> **WHAT YOU WILL DO**: Show each line of the data below in which "collect" occurs.

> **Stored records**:

//! Integration-style tests of `CreateDeployment` (spec §3, §4.2 "Ordering
//! & tie-breaks"), covering group/all-devices expansion through a fake
//! inventory client the way `dispatch.rs` fakes `WorkflowsClient`.

use std::sync::Arc;

use async_trait::async_trait;
use uuid::Uuid;

use fleet_common::{DeploymentTarget, DeploymentType};
use fleet_deployer::catalog::{CatalogStore, SqliteCatalogStore};
use fleet_deployer::config::CoreConfig;
use fleet_deployer::deployment::{DeploymentCreation, NewDeploymentRequest};
use fleet_deployer::error::Error;
use fleet_deployer::inventory::{DeviceSummary, InventoryClient, InventoryError, SearchParams, SearchResult};
use fleet_deployer::tenant::TenantContext;

/// Returns devices two at a time regardless of group, so pagination
/// has to run more than once to collect them all.
struct PagedInventory {
    all_devices: Vec<&'static str>,
}

#[async_trait]
impl InventoryClient for PagedInventory {
    async fn search(&self, _tenant: &str, params: SearchParams) -> Result<SearchResult, InventoryError> {
        let per_page = params.per_page.max(1) as usize;
        let start = (params.page as usize) * per_page;
        let devices = self
            .all_devices
            .iter()
            .skip(start)
            .take(per_page)
            .map(|id| DeviceSummary { id: id.to_string() })
            .collect();
        Ok(SearchResult {
            devices,
            total_count: self.all_devices.len() as u64,
        })
    }

    async fn get_device_groups(&self, _tenant: &str, _device_id: &str) -> Result<Vec<String>, InventoryError> {
        Ok(vec![])
    }
}

async fn setup(all_devices: Vec<&'static str>) -> (DeploymentCreation, TenantContext) {
    let catalog = Arc::new(SqliteCatalogStore::new_in_memory().await.unwrap());
    let mut config = CoreConfig::default();
    config.device_search_page_size = 2;
    let creation = DeploymentCreation {
        catalog,
        inventory: Arc::new(PagedInventory { all_devices }),
        config,
    };
    (creation, TenantContext::new("acme"))
}

#[tokio::test]
async fn all_devices_target_expands_through_pagination() {
    let (creation, ctx) = setup(vec!["dev-1", "dev-2", "dev-3", "dev-4", "dev-5"]).await;

    let id = creation
        .create_deployment(
            &ctx,
            NewDeploymentRequest {
                id: None,
                name: "fleet-wide".into(),
                artifact_name: "app-1.0".into(),
                configuration: None,
                target: DeploymentTarget::AllDevices,
                deployment_type: DeploymentType::Software,
                force_installation: false,
            },
        )
        .await
        .unwrap();

    let deployment = creation
        .catalog
        .find_deployment_by_id(id)
        .await
        .unwrap()
        .expect("deployment should exist");

    assert_eq!(deployment.max_devices, 5);
    assert_eq!(deployment.device_list.len(), 5);
    assert!(deployment.device_list.contains(&"dev-5".to_string()));
}

#[tokio::test]
async fn group_target_records_the_group_and_its_members() {
    let (creation, ctx) = setup(vec!["dev-1", "dev-2", "dev-3"]).await;

    let id = creation
        .create_deployment(
            &ctx,
            NewDeploymentRequest {
                id: None,
                name: "canary-fleet".into(),
                artifact_name: "app-1.0".into(),
                configuration: None,
                target: DeploymentTarget::Group("canary".into()),
                deployment_type: DeploymentType::Software,
                force_installation: false,
            },
        )
        .await
        .unwrap();

    let deployment = creation
        .catalog
        .find_deployment_by_id(id)
        .await
        .unwrap()
        .expect("deployment should exist");

    assert_eq!(deployment.groups, vec!["canary".to_string()]);
    assert_eq!(deployment.max_devices, 3);
}

#[tokio::test]
async fn devices_target_is_used_verbatim_without_inventory_lookup() {
    let (creation, ctx) = setup(vec![]).await;

    let id = creation
        .create_deployment(
            &ctx,
            NewDeploymentRequest {
                id: None,
                name: "pinned".into(),
                artifact_name: "app-1.0".into(),
                configuration: None,
                target: DeploymentTarget::Devices(vec!["dev-9".into()]),
                deployment_type: DeploymentType::Software,
                force_installation: false,
            },
        )
        .await
        .unwrap();

    let deployment = creation
        .catalog
        .find_deployment_by_id(id)
        .await
        .unwrap()
        .expect("deployment should exist");

    assert_eq!(deployment.device_list, vec!["dev-9".to_string()]);
    assert_eq!(deployment.max_devices, 1);
}

#[tokio::test]
async fn empty_resolution_is_rejected() {
    let (creation, ctx) = setup(vec![]).await;

    let err = creation
        .create_deployment(
            &ctx,
            NewDeploymentRequest {
                id: None,
                name: "empty-group".into(),
                artifact_name: "app-1.0".into(),
                configuration: None,
                target: DeploymentTarget::Group("nobody".into()),
                deployment_type: DeploymentType::Software,
                force_installation: false,
            },
        )
        .await;

    assert!(matches!(err, Err(Error::NoDevices)));
}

> **EXERCISE RESPONSE**:
/// has to run more than once to collect them all.
            .collect();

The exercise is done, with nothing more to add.